**Task statement:**
Exact copies of all the entries are required.

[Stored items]

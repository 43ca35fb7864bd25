//! Wire protocol for Starlane.
//!
//! This crate defines the language clients and the server speak:
//!
//! - **Identity and kinematics** ([`PlayerId`], [`HubId`],
//!   [`KinematicState`], [`KinematicDelta`]) — the values that travel in
//!   payloads.
//! - **Messages** ([`ClientIntent`], [`ServerEvent`], chat and mission
//!   types) — the closed set of frames.
//! - **Codec** ([`Codec`] trait, [`JsonCodec`]) — how frames become bytes.
//! - **Errors** ([`ProtocolError`]).
//!
//! The protocol layer sits between transport (raw frames) and the session
//! layer (player context). It knows nothing about connections, presence,
//! or hubs — only message shapes.

mod codec;
mod error;
mod message;
mod types;

pub use codec::Codec;
#[cfg(feature = "json")]
pub use codec::JsonCodec;
pub use error::ProtocolError;
pub use message::{
    ChatChannel, ChatMessage, ClientIntent, MissionInfo, MissionMember, ServerEvent,
};
pub use types::{HubId, KinematicDelta, KinematicState, MissionId, PlayerId, ShipId};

**Written response:**
repository 43ca35fb7864bd25
//! Wire protocol for Starlane.
//!
//! This crate defines the language clients and the server speak:
//!
//! - **Identity and kinematics** ([`PlayerId`], [`HubId`],
//!   [`KinematicState`], [`KinematicDelta`]) — the values that travel in
//!   payloads.
//! - **Messages** ([`ClientIntent`], [`ServerEvent`], chat and mission
//!   types) — the closed set of frames.
//! - **Codec** ([`Codec`] trait, [`JsonCodec`]) — how frames become bytes.
//! - **Errors** ([`ProtocolError`]).
//!
//! The protocol layer sits between transport (raw frames) and the session
//! layer (player context). It knows nothing about connections, presence,
//! or hubs — only message shapes.

mod codec;
mod error;
mod message;
mod types;

pub use codec::Codec;
#[cfg(feature = "json")]
pub use codec::JsonCodec;
pub use error::ProtocolError;
pub use message::{
    ChatChannel, ChatMessage, ClientIntent, MissionInfo, MissionMember, ServerEvent,
};
pub use types::{HubId, KinematicDelta, KinematicState, MissionId, PlayerId, ShipId};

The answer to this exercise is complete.